◆ **YOUR TASK**
If a line in the data holds the string "running", list it.

◆ **Stored records**

┄┄┄┄┄┄┄┄┄┄

//! Board power latch

use crate::memory::Memory;

/// Keeps the board powered once the loader is running
pub trait Power {
    /// Latch board power on. No feedback is available.
    fn power_on(&mut self);
}

/// Register layout of an always-on power/reset block
#[derive(Copy, Clone, PartialEq, Debug)]
pub struct AliveRegisters {
    /// Power gate register, writes are ignored unless the gate is open
    pub pwrgate: u32,
    /// GPIO reset register
    pub gpio_reset: u32,
    /// GPIO set register
    pub gpio_set: u32,
    /// Power gate open bit
    pub npowergating: u32,
    /// VDD power-on-reset GPIO bit
    pub vddpwronrst: u32,
}

/// Latches power by pulsing the power-on-reset GPIO through the alive block
pub struct AliveLatch<M> {
    memory: M,
    regs: AliveRegisters,
}

impl<M: Memory> AliveLatch<M> {
    pub fn new(memory: M, regs: AliveRegisters) -> Self {
        Self { memory, regs }
    }
}

impl<M: Memory> Power for AliveLatch<M> {
    fn power_on(&mut self) {
        let r = self.regs;

        self.memory.write_u32(r.pwrgate, r.npowergating);
        self.memory.write_u32(r.gpio_reset, 0);
        self.memory.write_u32(r.gpio_set, r.vddpwronrst);
        self.memory.write_u32(r.gpio_set, 0);
        self.memory.write_u32(r.pwrgate, 0);

        debug!("Power latched");
    }
}
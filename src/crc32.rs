//! CRC-32 accumulator shared by every block transfer.
//!
//! Values match zlib's `crc32()`: reflected polynomial 0x04C11DB7, with the
//! running value pre- and post-inverted on every update, so the accumulator
//! starts at zero and can be folded one byte at a time.

use crc::{Crc, CRC_32_ISO_HDLC};

pub const CRC32_POLYNOMIAL: u32 = 0x04C1_1DB7;

static CRC32: Crc<u32> = Crc::<u32>::new(&CRC_32_ISO_HDLC);

/// Fold a single byte into a running checksum
pub fn crc32(crc: u32, data: u8) -> u32 {
    update(crc, &[data])
}

/// Fold a slice into a running checksum
pub fn update(crc: u32, data: &[u8]) -> u32 {
    // The digest re-reflects its initial value, undo that so `crc` is resumed as-is
    let mut digest = CRC32.digest_with_initial((!crc).reverse_bits());
    digest.update(data);
    digest.finalize()
}

/// Checksum of a complete block
pub fn checksum(data: &[u8]) -> u32 {
    CRC32.checksum(data)
}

┄┄┄┄┄┄┄┄┄┄

◆ **THE ANSWER**
/// Keeps the board powered once the loader is running
//! running value pre- and post-inverted on every update, so the accumulator
/// Fold a single byte into a running checksum
/// Fold a slice into a running checksum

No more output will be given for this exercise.